= Der Kriegspielers Fantastiques =

American game miniatures manufacturer

The "Fellowship of the Ring" figurines, part of the Lord of the Rings line produced in 1974. Image from White Dwarf #4

Der Kriegspielers Fantastiques was a line of fantasy miniature figures that were produced by Custom Cast and then Heritage Models beginning in the 1970s.

==Publication history==
American miniature sculptor Duke Seifried founded his own company, Der Kriegspielers ("The Wargamers") in the 1950s to make Napoleonic figures for retail sale.
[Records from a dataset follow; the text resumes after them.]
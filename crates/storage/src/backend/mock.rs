//! In-memory key-value store for testing.

use crate::error::{ErrorKind, Result};
use crate::{KeyValueStore, validate_key};
use async_trait::async_trait;
use std::collections::HashMap;
use std::sync::atomic::{AtomicBool, AtomicUsize, Ordering};
use tokio::sync::RwLock;

/// In-memory key-value store for testing.
///
/// Values are stored in a `HashMap` behind a [`RwLock`], so all trait methods
/// can operate on `&self` without external synchronisation. The store can be
/// switched into an unavailable mode at any time to exercise failure paths.
///
/// # Examples
///
/// ```ignore
/// use lectio_storage::backend::{KeyValueStore, MockBackend};
///
/// # #[tokio::main(flavor = "current_thread")]
/// # async fn main() -> Result<(), Box<dyn std::error::Error>> {
/// let store = MockBackend::with_entries([("state", "{}")]);
/// assert!(store.contains("state").await?);
///
/// store.set_unavailable(true);
/// assert!(store.get("state").await.is_err());
/// # Ok(())
/// # }
/// ```
pub struct MockBackend {
    name: String,
    storage: RwLock<HashMap<String, String>>,
    unavailable: AtomicBool,
    writes: AtomicUsize,
}

impl MockBackend {
    /// Create a mock store pre-populated with values.
    ///
    /// Panics if any key fails validation. If test setup is wrong, then the
    /// test should not pass.
    pub fn with_entries(entries: impl IntoIterator<Item = (impl Into<String>, impl Into<String>)>) -> Self {
        let mut map = HashMap::new();
        for (key, value) in entries {
            let key = key.into();
            if validate_key(&key).is_err() {
                panic!("MockBackend::with_entries: invalid key {key:?}");
            }
            map.insert(key, value.into());
        }
        Self {
            name: "mock".to_string(),
            storage: RwLock::new(map),
            unavailable: AtomicBool::new(false),
            writes: AtomicUsize::new(0),
        }
    }

    /// A store on which every operation fails.
    pub fn unavailable() -> Self {
        let store = Self::default();
        store.set_unavailable(true);
        store
    }

    /// Change the name of the mock store.
    pub fn with_name(mut self, name: impl Into<String>) -> Self {
        self.name = name.into();
        self
    }

    /// Toggle whether every operation fails with [`ErrorKind::Unavailable`].
    pub fn set_unavailable(&self, unavailable: bool) {
        self.unavailable.store(unavailable, Ordering::SeqCst);
    }

    /// Number of successful `set` calls so far.
    pub fn writes(&self) -> usize {
        self.writes.load(Ordering::SeqCst)
    }

    fn check_available(&self) -> Result<()> {
        if self.unavailable.load(Ordering::SeqCst) {
            exn::bail!(ErrorKind::Unavailable(self.name.clone()));
        }
        Ok(())
    }
}
impl Default for MockBackend {
    fn default() -> Self {
        let entries: [(&str, &str); 0] = [];
        Self::with_entries(entries)
    }
}

#[async_trait]
impl KeyValueStore for MockBackend {
    fn name(&self) -> &str {
        &self.name
    }

    async fn get(&self, key: &str) -> Result<Option<String>> {
        self.check_available()?;
        let key = validate_key(key)?;
        Ok(self.storage.read().await.get(key).cloned())
    }

    async fn set(&self, key: &str, value: &str) -> Result<()> {
        self.check_available()?;
        let key = validate_key(key)?;
        self.storage.write().await.insert(key.to_string(), value.to_string());
        self.writes.fetch_add(1, Ordering::SeqCst);
        Ok(())
    }

    async fn remove(&self, key: &str) -> Result<()> {
        self.check_available()?;
        let key = validate_key(key)?;
        self.storage.write().await.remove(key);
        Ok(())
    }
}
In the late 1960s, Seifried corresponded briefly with J.R.R. Tolkien; later, when he was in England on business, he arranged to meet with the author. During his visit, Seifried offered to sculpt "some pewter Hobbits, Dwarves and Goblins" for Tolkien. Tolkien apparently liked the idea, and he and Seifried made some rough sketches on the spot. When Siefried returned to the United States, he had Tim Kirk, a young artist with the American Greeting Card Company, create some professional renderings of the sketches from which Siefried could then sculpt 25 mm miniatures. Tolkien died before Seifried was finished, but Seifried forged ahead with the project.
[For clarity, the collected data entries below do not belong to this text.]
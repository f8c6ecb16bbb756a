use super::error::{ErrorKind, Result};
use super::format::ResponseFormat;
use lectio_canon::VerseReference;
use serde::{Deserialize, Serialize};
use std::sync::LazyLock;
use url::Url;

const PLACEHOLDERS: [&str; 6] = ["reference", "book", "book_id", "chapter", "verses", "version"];

/// Substituted into templates to check that they expand to a usable URL.
static SAMPLE: LazyLock<VerseReference> = LazyLock::new(|| "1 John 4:7-8".parse().unwrap());

/// One upstream text source.
///
/// The URL is a template; these placeholders are substituted per request:
///
/// | Placeholder   | `1 John 4:7-8` in `KJV` |
/// |---------------|-------------------------|
/// | `{reference}` | `1%20John%204%3A7-8`    |
/// | `{book}`      | `1%20John`              |
/// | `{book_id}`   | `1john`                 |
/// | `{chapter}`   | `4`                     |
/// | `{verses}`    | `7-8`                   |
/// | `{version}`   | `kjv`                   |
///
/// Substituted values are percent-encoded.
#[derive(Debug, Clone, PartialEq, Eq, Serialize, Deserialize)]
pub struct Endpoint {
    pub name: String,
    pub url: String,
    pub format: ResponseFormat,
}

impl Endpoint {
    pub fn new(name: impl Into<String>, url: impl Into<String>, format: ResponseFormat) -> Self {
        Self {
            name: name.into(),
            url: url.into(),
            format,
        }
    }

    /// Check that the template is an http(s) URL using only known placeholders.
    pub fn validate(&self) -> Result<()> {
        if self.name.trim().is_empty() {
            exn::bail!(self.invalid("name is empty"));
        }
        let mut remaining = self.url.as_str();
        while let Some(open) = remaining.find('{') {
            let after = &remaining[open + 1..];
            let Some(close) = after.find('}') else {
                exn::bail!(self.invalid("unclosed placeholder"));
            };
            if !PLACEHOLDERS.contains(&&after[..close]) {
                exn::bail!(self.invalid(&format!("unknown placeholder {{{}}}", &after[..close])));
            }
            remaining = &after[close + 1..];
        }
        if remaining.contains('}') {
            exn::bail!(self.invalid("unopened placeholder"));
        }
        let url = self.url_for(&SAMPLE, "KJV")?;
        if !matches!(url.scheme(), "http" | "https") || url.host_str().is_none_or(str::is_empty) {
            exn::bail!(self.invalid("url must be an absolute http(s) url"));
        }
        Ok(())
    }

    /// The request URL for `reference` in `version`.
    pub fn url_for(&self, reference: &VerseReference, version: &str) -> Result<Url> {
        let expanded = self
            .url
            .replace("{reference}", &urlencoding::encode(&reference.to_string()))
            .replace("{book_id}", &urlencoding::encode(&reference.book().id()))
            .replace("{book}", &urlencoding::encode(reference.book().name()))
            .replace("{chapter}", &reference.chapter().to_string())
            .replace("{verses}", &urlencoding::encode(&reference.verse_label()))
            .replace("{version}", &urlencoding::encode(&version.to_lowercase()));
        Url::parse(&expanded).map_err(|err| exn::Exn::from(self.invalid(&err.to_string())))
    }

    fn invalid(&self, reason: &str) -> ErrorKind {
        ErrorKind::InvalidEndpoint(format!("{}: {reason}", self.name))
    }
}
In 1972, he formed the company Custom Cast in Dayton, Ohio. In late 1974, Custom Cast released a new line of 25 mm figures called Der Kriegspielers Fantastiques ("The Fantasy Wargamers"), and the first product was a set of miniatures based on characters from Tolkien's The Fellowship of the Ring. Coinciding with both the publication of the first fantasy role-playing game Dungeons & Dragons in 1974, and the continuing popularity of The Lord of the Rings in the United States, Der Kriegspielers Fantastiques proved to be very popular, and the Fellowship of the Ring line sold 10,000 units very quickly. Seifried quickly followed up with other Tolkienesque figures before branching off into more generic fantasy figures.
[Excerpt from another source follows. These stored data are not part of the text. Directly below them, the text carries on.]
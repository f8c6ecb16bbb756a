//! Emergency verses.
//!
//! When a reference cannot be resolved, the [`FallbackChain`] supplies a
//! replacement from progressively more offline sources, down to a single
//! constant verse that cannot fail.

mod chain;
pub mod error;
mod table;
mod tier;

pub use crate::chain::{EmergencyVerse, FallbackChain};
pub use crate::table::{BUNDLED_VERSION, StaticVerseTable, failsafe, popular_references};
pub use crate::tier::FallbackTier;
Although Der Kriegspielers Fantastiques was the first very successful fantasy miniature line in the United States, it was not the first to be sold in the United States. As historian Shannon Applecline noted in the 2014 book Designers and Dragons, "US miniatures maker Jack Scruby beat Seifried to the fantasy punch with a 30mm line that he sold at Gen Con VII (1974)."

Custom Cast later merged with Heritage Models, which continued to produce figures for the Fantastique line, even after Siefried left the company to work at TSR.

==Reception==
In the February–March 1978 edition of White Dwarf (Issue #5), John Norris thought that the Tolkienesque figures of the Fantastiques line "should be of particular interest to Tolkien addicts, because they are by far the most suitable range currently available for wargames set in his Middle Earth." He also thought the figures would be of use to other fantasy role-players not using a Middle Earth setting, saying they would "find that the personality figures, and indeed many of the ordinary ones, make excellent character figures, while dungeon owners will find the range a prolific source of 'monsters' with which to populate the dungeon and the surrounding wilderness." Norris thought the quality of the small 25 mm figures was "generally good, except for the few very large ones, which are nearly all poor. The strongest point of the range is its variety. Not only does it cover all the major types, but it also provides an excellent selection of figures for each one."